Holding a variety of management, research and teaching positions, I have enjoyed working in many varied fields, thus my fondness for polymaths (Kircher and Scott). My book interests have tended to vector parallel to both professional interest and personal curiosity. In teaching and in writing, I've always tried to point out that science and technology are not only derivative from each other, but are also part of, and contribute to the society and economy of their time. Science is not something alien and seperate which seems to reflect much of today's attitudes. It's rather sad how little knowledge many in technical fields have of their own history.
My own activities have involved nuclear and particle physics, quantum electrodynamics, plasma physics and controlled fusion, nuclear energy and saftey, microwaves (and their interaction with biological systems), military and intelligence collecting systems, and other technical and biomedical areas. Personal interests have included the interactions of religion and superstition, bark illustration and their associated arts, and particularly printing in color. I've always held the firm belief that real progress in science and technology occurs most often in areas that tend to bridge two or more classically defined areas. This has certainly been proven in the last few decades. These and other related interests are represented in the catalogue before you.
The most valuable books in the collection were purchased between 1957 and 1969. At the beginning of this decade, it was possible to aquire many scientific, technical, medical and other antiquarian books at very modest prices. The interests of the book-buying community appeared to give scant attention, or value, to these gems. Little did I realize, until the middle 1960s, that I was approaching the "bottom of the barrel," when the supply suddenly appeared to dry up. The bottom had been reached. At long last, Thomas Frognall Dibdin's comment of the early nineteenth century that rare books are becoming hard to find had been realized.

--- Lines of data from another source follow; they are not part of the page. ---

//! Allocation request and its shape validation.
//!
//! Validation belongs to the front end which accepts requests, the genetic algorithm itself assumes
//! well-formed input and never calls it.

use std::collections::HashSet;

use serde::{Deserialize, Serialize};

use crate::config::read_structured;
use crate::error::{Error, Result};
use crate::resource::Resource;
use crate::vm::VmRequest;

/// Request to allocate a set of VMs, together with the parameters of the genetic search.
#[derive(Clone, Debug, PartialEq, Serialize, Deserialize)]
pub struct PredictRequest {
    /// Number of solutions in each generation.
    pub population_size: usize,
    /// Number of generations to run.
    pub generations: usize,
    /// Chance of mutating a child, in percent (0-100).
    pub chance_mutation: u32,
    /// VMs to allocate, in the order they are placed by the initializer.
    pub vms: Vec<VmRequest>,
}

impl PredictRequest {
    /// Reads request from YAML (or JSON, if the file has `.json` extension).
    pub fn from_file(file: &str) -> Result<Self> {
        read_structured(file)
    }

    /// Checks request shape: positive sizes, mutation chance within 0-100, non-empty list of VMs
    /// with positive requirements and unique explicitly given identifiers.
    pub fn validate(&self) -> Result<()> {
        if self.population_size == 0 {
            return invalid("population_size must be greater than 0");
        }
        if self.generations == 0 {
            return invalid("generations must be greater than 0");
        }
        if self.chance_mutation > 100 {
            return invalid("chance_mutation must be within 0..=100");
        }
        if self.vms.is_empty() {
            return invalid("vms must contain at least one VM");
        }

        let mut ids = HashSet::new();
        for (i, vm) in self.vms.iter().enumerate() {
            if vm.cpu_cores == 0 {
                return invalid(&format!("vms[{}]: cpu_cores must be greater than 0", i));
            }
            for (name, value) in [
                ("memory", vm.memory),
                ("storage", vm.storage),
                ("network_bandwidth", vm.network_bandwidth),
            ] {
                if !(value > 0.) {
                    return invalid(&format!("vms[{}]: {} must be greater than 0", i, name));
                }
            }
            if let Some(id) = &vm.id {
                if !ids.insert(id.as_str()) {
                    return invalid(&format!("vms[{}]: duplicate id {}", i, id));
                }
            }
        }
        Ok(())
    }
}

/// Checks resource roster shape: positive capacities and power, unique identifiers.
pub fn validate_resources(resources: &[Resource]) -> Result<()> {
    let mut ids = HashSet::new();
    for resource in resources {
        if resource.cpu_cores == 0 {
            return invalid(&format!("resource {}: cpu_cores must be greater than 0", resource.id));
        }
        for (name, value) in [
            ("memory", resource.memory),
            ("storage", resource.storage),
            ("network_bandwidth", resource.network_bandwidth),
            ("energy_consumption", resource.energy_consumption),
        ] {
            if !(value > 0.) {
                return invalid(&format!("resource {}: {} must be greater than 0", resource.id, name));
            }
        }
        if !ids.insert(resource.id.as_str()) {
            return invalid(&format!("duplicate resource id {}", resource.id));
        }
    }
    Ok(())
}

fn invalid(message: &str) -> Result<()> {
    Err(Error::InvalidRequest(message.to_string()))
}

Apologies are in order to some of this auction's patrons in that very little appears of direct interest to microscopy. I retain a fairly extensive library in the history and practice of microscopy and photomicroscopy, my primary scientific or technical activity of the moment, together with an extensive reference library. Obviously, there is some regret in seeing many of my favorites move on, as they eventually must, however, with the sincere hope they will receive warm and appreciative homes.